> [TASK STATEMENT] I'd like the line containing "process exit code." and every line below it, to the end of the material, repeated exactly and with nothing else.

> [DATA]
»»

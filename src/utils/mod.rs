pub mod logging;
pub mod naming;
pub mod storage;

use anyhow::{Context, Result};
use std::path::PathBuf;
use which::which;

/// Finds a PostgreSQL client executable in the system PATH.
pub fn find_client_executable(name: &str) -> Result<PathBuf> {
    which(name).with_context(|| {
        format!(
            "{} executable not found in PATH. Please ensure PostgreSQL client tools are installed and in your PATH.",
            name
        )
    })
}
use std::fmt;
use std::path::PathBuf;
use thiserror::Error;

/// Pipeline stage a per-database failure happened in.
#[derive(Debug, Clone, Copy, PartialEq, Eq)]
pub enum StageKind {
    Validation,
    Dump,
    Compress,
    Verify,
    Space,
    Publish,
}

impl fmt::Display for StageKind {
    fn fmt(&self, f: &mut fmt::Formatter<'_>) -> fmt::Result {
        let name = match self {
            StageKind::Validation => "validation",
            StageKind::Dump => "dump",
            StageKind::Compress => "compress",
            StageKind::Verify => "verify",
            StageKind::Space => "space check",
            StageKind::Publish => "publish",
        };
        f.write_str(name)
    }
}

/// A recoverable failure scoped to one database.
#[derive(Error, Debug)]
#[error("{kind} failed: {detail}")]
pub struct StageError {
    pub kind: StageKind,
    pub detail: String,
}

impl StageError {
    pub fn new(kind: StageKind, detail: impl Into<String>) -> Self {
        Self {
            kind,
            detail: detail.into(),
        }
    }
}

/// Aborts the whole run. Each variant carries its process exit code.
#[derive(Error, Debug)]
pub enum FatalError {
    #[error("Configuration error: {0:#}")]
    Config(anyhow::Error),

    #[error("Required tool not found: {0:#}")]
    MissingTool(anyhow::Error),

    #[error("No writable log destination: {0}")]
    LogDestination(String),

    #[error("Backup directory {path} is unusable: {source}")]
    BackupDir {
        path: PathBuf,
        #[source]
        source: std::io::Error,
    },

    #[error("Could not create workspace under {path}: {source}")]
    Workspace {
        path: PathBuf,
        #[source]
        source: std::io::Error,
    },

    #[error("Insufficient free space on {path}: {available_kb} KB available, {required_kb} KB required")]
    InsufficientSpace {
        path: PathBuf,
        available_kb: u64,
        required_kb: u64,
    },

    #[error("Failed to enumerate databases: {0:#}")]
    Enumeration(anyhow::Error),
}

impl FatalError {
    pub fn exit_code(&self) -> u8 {
        match self {
            FatalError::Config(_)
            | FatalError::MissingTool(_)
            | FatalError::LogDestination(_)
            | FatalError::BackupDir { .. }
            | FatalError::Workspace { .. } => 2,
            FatalError::InsufficientSpace { .. } => 3,
            FatalError::Enumeration(_) => 4,
        }
    }
}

««

> [EXERCISE OUTPUT]
/// Aborts the whole run. Each variant carries its process exit code.
#[derive(Error, Debug)]
pub enum FatalError {
    #[error("Configuration error: {0:#}")]
    Config(anyhow::Error),

    #[error("Required tool not found: {0:#}")]
    MissingTool(anyhow::Error),

    #[error("No writable log destination: {0}")]
    LogDestination(String),

    #[error("Backup directory {path} is unusable: {source}")]
    BackupDir {
        path: PathBuf,
        #[source]
        source: std::io::Error,
    },

    #[error("Could not create workspace under {path}: {source}")]
    Workspace {
        path: PathBuf,
        #[source]
        source: std::io::Error,
    },

    #[error("Insufficient free space on {path}: {available_kb} KB available, {required_kb} KB required")]
    InsufficientSpace {
        path: PathBuf,
        available_kb: u64,
        required_kb: u64,
    },

    #[error("Failed to enumerate databases: {0:#}")]
    Enumeration(anyhow::Error),
}

impl FatalError {
    pub fn exit_code(&self) -> u8 {
        match self {
            FatalError::Config(_)
            | FatalError::MissingTool(_)
            | FatalError::LogDestination(_)
            | FatalError::BackupDir { .. }
            | FatalError::Workspace { .. } => 2,
            FatalError::InsufficientSpace { .. } => 3,
            FatalError::Enumeration(_) => 4,
        }
    }
}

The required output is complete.